Your task – Each entry must appear in the answer exactly as written.

Stored data entries
--- START ---

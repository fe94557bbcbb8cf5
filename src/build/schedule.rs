//! Parallel compilation scheduling.
//!
//! Units are independent: headers are read-only inputs and no unit produces
//! another unit's input, so the whole batch fans out across the rayon pool
//! (one worker per core) with no ordering constraints. The result vector is
//! positionally aligned with the input list regardless of which unit
//! finished first.
//!
//! A failed unit does not cancel the rest of the batch; every dispatched
//! compile runs to completion so one build surfaces as many diagnostics as
//! possible. Only the link stage gets skipped on failure.

use super::compile::{self, UnitOutcome};
use super::events::BuildEvent;
use crate::config::ProjectConfig;
use rayon::prelude::*;
use std::path::PathBuf;
use std::sync::mpsc::Sender;

/// Number of workers the batch will fan out across.
pub fn worker_count() -> usize {
    rayon::current_num_threads()
}

/// Compile every unit in `sources`, preserving input order in the returned
/// outcomes.
pub fn compile_all(
    config: &ProjectConfig,
    sources: &[PathBuf],
    flags: &[String],
    events: &Sender<BuildEvent>,
) -> Vec<UnitOutcome> {
    run_ordered(sources, events, |tx, src| {
        compile::compile_unit(config, src, flags, tx)
    })
}

/// Indexed parallel map: `collect` on an indexed parallel iterator places
/// each result at its input position, which is the ordering guarantee the
/// caller relies on. The event sender is cloned per rayon split.
fn run_ordered<T, F>(sources: &[PathBuf], events: &Sender<BuildEvent>, job: F) -> Vec<T>
where
    T: Send,
    F: Fn(&Sender<BuildEvent>, &PathBuf) -> T + Send + Sync,
{
    sources
        .par_iter()
        .map_with(events.clone(), |tx, src| job(tx, src))
        .collect()
}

--- END ---

Response for this exercise –
repository fe94557bbcbb8cf5
filename src/build/schedule.rs
//! Parallel compilation scheduling.
//!
//! Units are independent: headers are read-only inputs and no unit produces
//! another unit's input, so the whole batch fans out across the rayon pool
//! (one worker per core) with no ordering constraints. The result vector is
//! positionally aligned with the input list regardless of which unit
//! finished first.
//!
//! A failed unit does not cancel the rest of the batch; every dispatched
//! compile runs to completion so one build surfaces as many diagnostics as
//! possible. Only the link stage gets skipped on failure.

use super::compile::{self, UnitOutcome};
use super::events::BuildEvent;
use crate::config::ProjectConfig;
use rayon::prelude::*;
use std::path::PathBuf;
use std::sync::mpsc::Sender;

/// Number of workers the batch will fan out across.
pub fn worker_count() -> usize {
    rayon::current_num_threads()
}

/// Compile every unit in `sources`, preserving input order in the returned
/// outcomes.
pub fn compile_all(
    config: &ProjectConfig,
    sources: &[PathBuf],
    flags: &[String],
    events: &Sender<BuildEvent>,
) -> Vec<UnitOutcome> {
    run_ordered(sources, events, |tx, src| {
        compile::compile_unit(config, src, flags, tx)
    })
}

/// Indexed parallel map: `collect` on an indexed parallel iterator places
/// each result at its input position, which is the ordering guarantee the
/// caller relies on. The event sender is cloned per rayon split.
fn run_ordered<T, F>(sources: &[PathBuf], events: &Sender<BuildEvent>, job: F) -> Vec<T>
where
    T: Send,
    F: Fn(&Sender<BuildEvent>, &PathBuf) -> T + Send + Sync,
{
    sources
        .par_iter()
        .map_with(events.clone(), |tx, src| job(tx, src))
        .collect()
}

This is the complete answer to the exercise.